Abstract

Interrupted feedings of teneral, laboratory-reared Glossina morsitans morsitans were used to study mechanical transmission of Trypanosoma brucei rhodesiense. Intervals between exposure of individual flies on parasitaemic rats and refeeding on clean rats were varied from five minutes to 24 hours. Direct transmissions were demonstrated at each interval up to 160 minutes after exposure. Proboscis dissections showed that active trypanosomes were present up to 320 minutes after exposure. No mechanical transmissions from bovine to bovine occurred in 39 attempts, when groups of 20-120 flies exposed on parasitaemic bovines were transferred immediately to uninfected cattle, but two of 40 individual flies exposed on parasitaemic bovines mechanically transmitted trypanosomes to clean rats.

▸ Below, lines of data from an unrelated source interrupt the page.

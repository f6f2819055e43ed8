//! # Structured Logging
//!
//! Initializes the `tracing` subscriber with configurable format (JSON or
//! pretty-printed) and environment-based filtering via `RUST_LOG`.
//!
//! All log output is written to stderr so that stdout stays clean for the
//! JSON reports the binary prints.

use tracing_subscriber::{fmt, layer::SubscriberExt, util::SubscriberInitExt, EnvFilter};

/// Default filter when `RUST_LOG` is unset.
pub const DEFAULT_FILTER: &str = "tollgate_node=info,tollgate_contracts=info,tollgate_protocol=warn";

/// Log output format.
#[derive(Debug, Clone, Copy, PartialEq, Eq)]
pub enum LogFormat {
    /// Human-readable, colored output. Suitable for local runs.
    Pretty,
    /// Machine-parseable JSON lines. Suitable for log aggregation.
    Json,
}

impl LogFormat {
    /// Parse a format string. Accepts "json" or "pretty" (case-insensitive).
    /// Returns `Pretty` for any unrecognized value.
    pub fn from_str_lossy(s: &str) -> Self {
        match s.to_lowercase().as_str() {
            "json" => LogFormat::Json,
            _ => LogFormat::Pretty,
        }
    }
}

/// Initialize the global tracing subscriber.
///
/// Call this exactly once, early in `main()`. Subsequent calls will panic.
///
/// # Environment
///
/// The `RUST_LOG` environment variable overrides `default_level` when set,
/// e.g. `RUST_LOG=tollgate_contracts=debug,tollgate_protocol=debug` to see
/// every committed call and every fee split.
pub fn init_logging(default_level: &str, format: LogFormat) {
    let env_filter =
        EnvFilter::try_from_default_env().unwrap_or_else(|_| EnvFilter::new(default_level));

    match format {
        LogFormat::Pretty => {
            tracing_subscriber::registry()
                .with(env_filter)
                .with(
                    fmt::layer()
                        .with_writer(std::io::stderr)
                        .with_target(true)
                        .with_thread_ids(false)
                        .with_file(true)
                        .with_line_number(true),
                )
                .init();
        }
        LogFormat::Json => {
            tracing_subscriber::registry()
                .with(env_filter)
                .with(
                    fmt::layer()
                        .json()
                        .with_writer(std::io::stderr)
                        .with_target(true),
                )
                .init();
        }
    }

    tracing::debug!("logging initialized (format={:?})", format);
}
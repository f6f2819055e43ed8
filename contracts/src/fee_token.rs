//! # Fee Token Contract
//!
//! The public face of the ledger. [`FeeToken`] wraps the fee-applying
//! [`FeeTransferEngine`] with everything a fungible token needs around it:
//! metadata, an owner, a pause switch and delegated spending.
//!
//! ## Transfer pipeline
//!
//! Every balance movement runs the same four steps, in order:
//!
//! 1. **authorize** — the caller moves its own funds, or holds an allowance
//!    covering the gross amount; neither party may be the null identity.
//! 2. **pause-check** — refused with `SystemPaused` while the switch is on.
//! 3. **balance-check** — the sender must cover the gross amount.
//! 4. **mutate** — the engine splits and applies; a consumed allowance is
//!    reduced last.
//!
//! Every step before 4 is read-only, so a rejected transfer leaves the token
//! exactly as it was.
//!
//! ## Security Model
//!
//! - **Admin gating**: fee rate, collector, exemptions, pause and ownership
//!   are owner-only. Admin operations are not pause-gated.
//! - **No mint/burn surface**: supply is fixed at genesis; public transfers
//!   reject the null identity on either side.

use serde::{Deserialize, Serialize};
use tollgate_protocol::{
    AccessControl, Address, Amount, Event, EventLog, FeeTransferEngine, GenesisConfig,
    LedgerError, LedgerResult, PauseCheck, TransferReceipt,
};
use tracing::{debug, info};

use crate::access_control::Ownership;
use crate::allowance::Allowances;
use crate::pause::PauseSwitch;

// ---------------------------------------------------------------------------
// Types
// ---------------------------------------------------------------------------

/// Display metadata. Never consulted by the ledger.
#[derive(Debug, Clone, PartialEq, Eq, Serialize, Deserialize)]
pub struct TokenMetadata {
    /// Human-readable name (e.g., "Tollgate Token").
    pub name: String,
    /// Ticker symbol, upper-cased at genesis.
    pub symbol: String,
    /// Display decimals.
    pub decimals: u8,
}

/// Who is moving the funds in a transfer.
#[derive(Debug, Clone, Copy, PartialEq, Eq)]
enum Authority {
    /// The sender itself.
    Holder,
    /// A third party spending an allowance.
    Spender(Address),
}

/// The token contract.
#[derive(Debug, Clone, Serialize, Deserialize)]
pub struct FeeToken {
    metadata: TokenMetadata,
    engine: FeeTransferEngine,
    ownership: Ownership,
    pause: PauseSwitch,
    allowances: Allowances,
    #[serde(skip)]
    events: EventLog,
}

impl FeeToken {
    /// Deploys a token from `config`: installs the owner, mints the initial
    /// supply and seeds the holder and collector exemptions.
    ///
    /// # Errors
    ///
    /// Whatever [`GenesisConfig::validate`] rejects.
    pub fn genesis(config: &GenesisConfig) -> LedgerResult<Self> {
        config.validate()?;
        let (ownership, ownership_event) = Ownership::new(config.effective_owner())?;
        let engine = FeeTransferEngine::genesis(config)?;

        let mut token = Self {
            metadata: TokenMetadata {
                name: config.name.clone(),
                symbol: config.symbol.trim().to_uppercase(),
                decimals: config.decimals,
            },
            engine,
            ownership,
            pause: PauseSwitch::new(),
            allowances: Allowances::new(),
            events: EventLog::new(),
        };
        token.events.emit(ownership_event);
        token.absorb_engine_events();

        info!(
            symbol = %token.metadata.symbol,
            owner = %token.owner(),
            supply = %token.total_supply(),
            "token deployed"
        );
        Ok(token)
    }

    // -----------------------------------------------------------------------
    // Reads
    // -----------------------------------------------------------------------

    /// Token name.
    pub fn name(&self) -> &str {
        &self.metadata.name
    }

    /// Ticker symbol.
    pub fn symbol(&self) -> &str {
        &self.metadata.symbol
    }

    /// Display decimals.
    pub fn decimals(&self) -> u8 {
        self.metadata.decimals
    }

    /// All metadata at once.
    pub fn metadata(&self) -> &TokenMetadata {
        &self.metadata
    }

    pub fn total_supply(&self) -> Amount {
        self.engine.total_supply()
    }

    pub fn balance_of(&self, account: &Address) -> Amount {
        self.engine.balance_of(account)
    }

    pub fn allowance(&self, owner: &Address, spender: &Address) -> Amount {
        self.allowances.allowance(owner, spender)
    }

    pub fn is_exempt(&self, account: &Address) -> bool {
        self.engine.is_exempt(account)
    }

    pub fn fee_rate(&self) -> u8 {
        self.engine.fee_rate()
    }

    pub fn collector(&self) -> Option<Address> {
        self.engine.collector()
    }

    pub fn owner(&self) -> Address {
        self.ownership.owner()
    }

    pub fn is_paused(&self) -> bool {
        self.pause.is_paused()
    }

    /// The engine underneath, for inspection.
    pub fn engine(&self) -> &FeeTransferEngine {
        &self.engine
    }

    /// How a transfer would be split right now. Does not check balances,
    /// allowances or the pause switch.
    pub fn quote(&self, from: Address, to: Address, amount: Amount) -> LedgerResult<TransferReceipt> {
        self.engine.quote(from, to, amount)
    }

    /// Events emitted since the last drain.
    pub fn events(&self) -> &[Event] {
        self.events.events()
    }

    /// Hands every buffered event to the caller.
    pub fn drain_events(&mut self) -> Vec<Event> {
        self.events.drain()
    }

    // -----------------------------------------------------------------------
    // Transfers
    // -----------------------------------------------------------------------

    /// Moves `amount` of the caller's own funds to `to`.
    pub fn transfer(&mut self, caller: Address, to: Address, amount: Amount) -> LedgerResult<TransferReceipt> {
        self.run_transfer(Authority::Holder, caller, to, amount)
    }

    /// Moves `amount` from `from` to `to` on `from`'s behalf, consuming the
    /// caller's allowance. The allowance covers the gross amount.
    pub fn transfer_from(
        &mut self,
        caller: Address,
        from: Address,
        to: Address,
        amount: Amount,
    ) -> LedgerResult<TransferReceipt> {
        self.run_transfer(Authority::Spender(caller), from, to, amount)
    }

    /// Sets the caller's allowance for `spender`. Overwrites, does not add.
    pub fn approve(&mut self, caller: Address, spender: Address, amount: Amount) -> LedgerResult<()> {
        if caller.is_zero() {
            return Err(LedgerError::InvalidSender(caller));
        }
        if spender.is_zero() {
            return Err(LedgerError::InvalidSpender(spender));
        }
        self.allowances.approve(caller, spender, amount);
        self.events.emit(Event::Approval {
            owner: caller,
            spender,
            amount,
        });
        debug!(owner = %caller, spender = %spender, amount = %amount, "approval set");
        Ok(())
    }

    fn run_transfer(
        &mut self,
        authority: Authority,
        from: Address,
        to: Address,
        amount: Amount,
    ) -> LedgerResult<TransferReceipt> {
        self.authorize(authority, from, to, amount)?;
        self.pause.ensure_not_paused()?;
        self.engine.ledger().ensure_balance(&from, amount)?;

        let receipt = self.engine.transfer(from, to, amount)?;
        if let Authority::Spender(spender) = authority {
            self.allowances.spend(from, spender, amount);
        }
        self.absorb_engine_events();
        Ok(receipt)
    }

    fn authorize(&self, authority: Authority, from: Address, to: Address, amount: Amount) -> LedgerResult<()> {
        if from.is_zero() {
            return Err(LedgerError::InvalidSender(from));
        }
        if to.is_zero() {
            return Err(LedgerError::InvalidReceiver(to));
        }
        match authority {
            Authority::Holder => Ok(()),
            Authority::Spender(spender) => self.allowances.ensure(&from, &spender, amount),
        }
    }

    // -----------------------------------------------------------------------
    // Administration
    // -----------------------------------------------------------------------

    /// Owner-only: replaces the fee rate.
    pub fn set_fee_rate(&mut self, caller: Address, rate: u8) -> LedgerResult<()> {
        self.ownership.ensure_owner(&caller)?;
        self.engine.set_fee_rate(rate)?;
        self.absorb_engine_events();
        Ok(())
    }

    /// Owner-only: replaces the fee collector.
    pub fn set_collector(&mut self, caller: Address, collector: Address) -> LedgerResult<()> {
        self.ownership.ensure_owner(&caller)?;
        self.engine.set_collector(collector)?;
        self.absorb_engine_events();
        Ok(())
    }

    /// Owner-only: writes an exemption flag. Notifies even when unchanged.
    pub fn set_exempt(&mut self, caller: Address, account: Address, exempt: bool) -> LedgerResult<()> {
        self.ownership.ensure_owner(&caller)?;
        self.engine.set_exempt(account, exempt);
        self.absorb_engine_events();
        Ok(())
    }

    /// Owner-only: halts transfers.
    pub fn pause(&mut self, caller: Address) -> LedgerResult<()> {
        self.ownership.ensure_owner(&caller)?;
        let event = self.pause.pause(caller)?;
        self.events.emit(event);
        info!(by = %caller, "transfers paused");
        Ok(())
    }

    /// Owner-only: resumes transfers.
    pub fn unpause(&mut self, caller: Address) -> LedgerResult<()> {
        self.ownership.ensure_owner(&caller)?;
        let event = self.pause.unpause(caller)?;
        self.events.emit(event);
        info!(by = %caller, "transfers resumed");
        Ok(())
    }

    /// Owner-only: hands administration to `new_owner`.
    pub fn transfer_ownership(&mut self, caller: Address, new_owner: Address) -> LedgerResult<()> {
        let event = self.ownership.transfer(&caller, new_owner)?;
        self.events.emit(event);
        info!(old = %caller, new = %new_owner, "ownership transferred");
        Ok(())
    }

    /// Owner-only: gives administration up permanently.
    pub fn renounce_ownership(&mut self, caller: Address) -> LedgerResult<()> {
        let event = self.ownership.renounce(&caller)?;
        self.events.emit(event);
        info!(old = %caller, "ownership renounced");
        Ok(())
    }

    fn absorb_engine_events(&mut self) {
        for event in self.engine.drain_events() {
            self.events.emit(event);
        }
    }
}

Proboscis dissections made immediately after flies were exposed to a bovine with a parasitaemia of 4.8 x 10(-4) trypanosomes/microliters of blood showed that 11 of 20 (55%) had active trypanosomes in the food canal. The mean number of trypanosomes per proboscis was 29.4 (+/- 20.5). Of 20 flies exposed on a bovine with a low parasitaemia, however, only one trypanosome was seen in proboscis dissections. The parasitaemia of the infected donor was an important factor in mechanical transmission. The mechanical transmission of trypanosomes from one host to another may largely depend on the infectivity threshold of the recipient host, and individual mechanically-infected tsetse flies may not transmit an infective dose.